*** Opening Information ***

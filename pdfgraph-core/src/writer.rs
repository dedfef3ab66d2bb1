use crate::document::Document;
use crate::error::{PdfError, Result};
use crate::objects::{Dictionary, Object, ObjectId, StringFormat};
use chrono::{DateTime, Utc};
use std::collections::BTreeMap;
use std::io::{BufWriter, Write};
use std::path::Path;
use tracing::debug;

/// Options applied when a document is saved.
#[derive(Debug, Clone)]
pub struct WriteOptions {
    /// Drop objects unreachable from the trailer before writing
    pub compact: bool,
    /// Renumber objects densely from 1 before writing
    pub renumber: bool,
    /// Flate-compress unfiltered streams
    pub compress_streams: bool,
    /// Header version; the document's own version when unset
    pub version: Option<String>,
}

impl Default for WriteOptions {
    fn default() -> Self {
        Self {
            compact: true,
            renumber: false,
            compress_streams: false,
            version: None,
        }
    }
}

impl WriteOptions {
    pub fn with_compact(mut self, compact: bool) -> Self {
        self.compact = compact;
        self
    }

    pub fn with_renumber(mut self, renumber: bool) -> Self {
        self.renumber = renumber;
        self
    }

    pub fn with_compress_streams(mut self, compress: bool) -> Self {
        self.compress_streams = compress;
        self
    }

    pub fn with_version(mut self, version: impl Into<String>) -> Self {
        self.version = Some(version.into());
        self
    }
}

/// Serializes a document as a classic PDF file: header, every indirect
/// object of the cross-reference table, one xref section and the trailer.
pub struct PdfWriter<W: Write> {
    writer: W,
    xref_positions: BTreeMap<ObjectId, u64>,
    current_position: u64,
}

impl<W: Write> PdfWriter<W> {
    pub fn new_with_writer(writer: W) -> Self {
        Self {
            writer,
            xref_positions: BTreeMap::new(),
            current_position: 0,
        }
    }

    /// Offsets of the objects written so far
    pub fn positions(&self) -> &BTreeMap<ObjectId, u64> {
        &self.xref_positions
    }

    pub fn write_document(&mut self, document: &Document, options: &WriteOptions) -> Result<()> {
        let version = options
            .version
            .as_deref()
            .unwrap_or_else(|| document.version());
        self.write_header(version)?;

        let security = document
            .security_handler()
            .filter(|handler| handler.is_encryption_active());
        let encrypt_dict = document.trailer().encrypt();

        for reference in document.xref().iter() {
            let id = reference.id();
            let mut object = reference
                .value()
                .cloned()
                .ok_or_else(|| PdfError::InvalidStructure(format!("object {id} is unbound")))?;

            #[cfg(feature = "compression")]
            if options.compress_streams {
                if let Object::Stream(stream) = &mut object {
                    if !stream.is_filtered() {
                        stream.compress_flate()?;
                    }
                }
            }

            // The encryption dictionary itself is stored in clear text
            if let Some(handler) = security {
                if Some(id) != encrypt_dict {
                    handler.encrypt_object(id, &mut object)?;
                }
            }

            self.write_object(id, &object)?;
        }

        let xref_position = self.current_position;
        self.write_xref()?;

        let size = self
            .xref_positions
            .keys()
            .map(ObjectId::number)
            .max()
            .unwrap_or(0)
            .checked_add(1)
            .ok_or_else(|| PdfError::InvalidStructure("object number overflows /Size".to_string()))?;
        let trailer = document.trailer().dictionary_for_writing(size);
        self.write_trailer(&trailer, xref_position)?;

        self.writer.flush()?;
        debug!(
            objects = self.xref_positions.len(),
            bytes = self.current_position,
            "wrote document"
        );
        Ok(())
    }

    fn write_header(&mut self, version: &str) -> Result<()> {
        self.write_bytes(format!("%PDF-{version}\n").as_bytes())?;
        // Binary comment to ensure file is treated as binary
        self.write_bytes(&[b'%', 0xE2, 0xE3, 0xCF, 0xD3, b'\n'])?;
        Ok(())
    }
}

impl PdfWriter<BufWriter<std::fs::File>> {
    pub fn new(path: impl AsRef<Path>) -> Result<Self> {
        let file = std::fs::File::create(path)?;
        Ok(Self::new_with_writer(BufWriter::new(file)))
    }
}

impl<W: Write> PdfWriter<W> {
    fn write_object(&mut self, id: ObjectId, object: &Object) -> Result<()> {
        self.xref_positions.insert(id, self.current_position);

        let header = format!("{} {} obj\n", id.number(), id.generation());
        self.write_bytes(header.as_bytes())?;

        self.write_object_value(object)?;

        self.write_bytes(b"\nendobj\n")?;
        Ok(())
    }

    fn write_object_value(&mut self, object: &Object) -> Result<()> {
        match object {
            Object::Null => self.write_bytes(b"null")?,
            Object::Boolean(b) => self.write_bytes(if *b { b"true" } else { b"false" })?,
            Object::Integer(i) => self.write_bytes(i.to_string().as_bytes())?,
            Object::Real(f) => self.write_bytes(format_real(*f).as_bytes())?,
            Object::String(bytes, StringFormat::Literal) => {
                self.write_bytes(&escape_literal_string(bytes))?;
            }
            Object::String(bytes, StringFormat::Hexadecimal) => {
                self.write_bytes(b"<")?;
                self.write_bytes(hex::encode_upper(bytes).as_bytes())?;
                self.write_bytes(b">")?;
            }
            Object::Name(n) => self.write_bytes(&escape_name(n))?,
            Object::Array(arr) => {
                self.write_bytes(b"[")?;
                for (i, obj) in arr.iter().enumerate() {
                    if i > 0 {
                        self.write_bytes(b" ")?;
                    }
                    self.write_object_value(obj)?;
                }
                self.write_bytes(b"]")?;
            }
            Object::Dictionary(dict) => self.write_dictionary(dict)?,
            Object::Stream(stream) => {
                // /Length always describes the bytes actually written
                let mut dict = stream.dictionary().clone();
                dict.set("Length", stream.data().len());
                self.write_dictionary(&dict)?;
                self.write_bytes(b"\nstream\n")?;
                self.write_bytes(stream.data())?;
                self.write_bytes(b"\nendstream")?;
            }
            Object::Reference(id) => {
                let ref_str = format!("{} {} R", id.number(), id.generation());
                self.write_bytes(ref_str.as_bytes())?;
            }
        }
        Ok(())
    }

    fn write_dictionary(&mut self, dict: &Dictionary) -> Result<()> {
        self.write_bytes(b"<<")?;
        for (key, value) in dict.iter() {
            self.write_bytes(b"\n")?;
            self.write_bytes(&escape_name(key))?;
            self.write_bytes(b" ")?;
            self.write_object_value(value)?;
        }
        self.write_bytes(b"\n>>")?;
        Ok(())
    }

    /// One subsection per run of consecutive object numbers. Every entry
    /// line is exactly 20 bytes.
    fn write_xref(&mut self) -> Result<()> {
        self.write_bytes(b"xref\n")?;

        let mut entries: Vec<(u32, u16, u64)> = vec![(0, 65535, 0)];
        entries.extend(
            self.xref_positions
                .iter()
                .map(|(id, pos)| (id.number(), id.generation(), *pos)),
        );

        let mut start = 0;
        while start < entries.len() {
            let mut end = start + 1;
            while end < entries.len() && entries[end].0 == entries[end - 1].0 + 1 {
                end += 1;
            }

            let header = format!("{} {}\n", entries[start].0, end - start);
            self.write_bytes(header.as_bytes())?;
            for &(number, generation, position) in &entries[start..end] {
                let line = if number == 0 {
                    "0000000000 65535 f \n".to_string()
                } else {
                    format!("{position:010} {generation:05} n \n")
                };
                self.write_bytes(line.as_bytes())?;
            }
            start = end;
        }

        Ok(())
    }

    fn write_trailer(&mut self, trailer: &Dictionary, xref_position: u64) -> Result<()> {
        self.write_bytes(b"trailer\n")?;
        self.write_dictionary(trailer)?;
        self.write_bytes(b"\nstartxref\n")?;
        self.write_bytes(xref_position.to_string().as_bytes())?;
        self.write_bytes(b"\n%%EOF\n")?;
        Ok(())
    }

    fn write_bytes(&mut self, data: &[u8]) -> Result<()> {
        self.writer.write_all(data)?;
        self.current_position += data.len() as u64;
        Ok(())
    }
}

fn format_real(value: f64) -> String {
    if !value.is_finite() {
        return "0".to_string();
    }
    let formatted = format!("{value:.6}");
    let trimmed = formatted.trim_end_matches('0').trim_end_matches('.');
    match trimmed {
        "" | "-" | "-0" => "0".to_string(),
        other => other.to_string(),
    }
}

fn escape_literal_string(bytes: &[u8]) -> Vec<u8> {
    let mut out = Vec::with_capacity(bytes.len() + 2);
    out.push(b'(');
    for &byte in bytes {
        match byte {
            b'(' | b')' | b'\\' => {
                out.push(b'\\');
                out.push(byte);
            }
            // A raw CR would be read back as LF
            b'\r' => out.extend_from_slice(b"\\r"),
            _ => out.push(byte),
        }
    }
    out.push(b')');
    out
}

fn escape_name(name: &str) -> Vec<u8> {
    let mut out = Vec::with_capacity(name.len() + 1);
    out.push(b'/');
    for &byte in name.as_bytes() {
        let regular = (0x21..=0x7E).contains(&byte)
            && !matches!(
                byte,
                b'#' | b'(' | b')' | b'<' | b'>' | b'[' | b']' | b'{' | b'}' | b'/' | b'%'
            );
        if regular {
            out.push(byte);
        } else {
            out.extend_from_slice(format!("#{byte:02X}").as_bytes());
        }
    }
    out
}

/// Format a DateTime as a PDF date string (D:YYYYMMDDHHmmSSOHH'mm)
pub(crate) fn format_pdf_date(date: DateTime<Utc>) -> String {
    let formatted = date.format("D:%Y%m%d%H%M%S");
    format!("{formatted}+00'00")
}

*** Closing Information ***

▶ Your objective:
Using the material above, transcribe exactly the lines from the line with "read back as LF" to the line with "for &byte in name.as_bytes()"; both count, and nothing else goes in.

▶ Output for this task:
            // A raw CR would be read back as LF
            b'\r' => out.extend_from_slice(b"\\r"),
            _ => out.push(byte),
        }
    }
    out.push(b')');
    out
}

fn escape_name(name: &str) -> Vec<u8> {
    let mut out = Vec::with_capacity(name.len() + 1);
    out.push(b'/');
    for &byte in name.as_bytes() {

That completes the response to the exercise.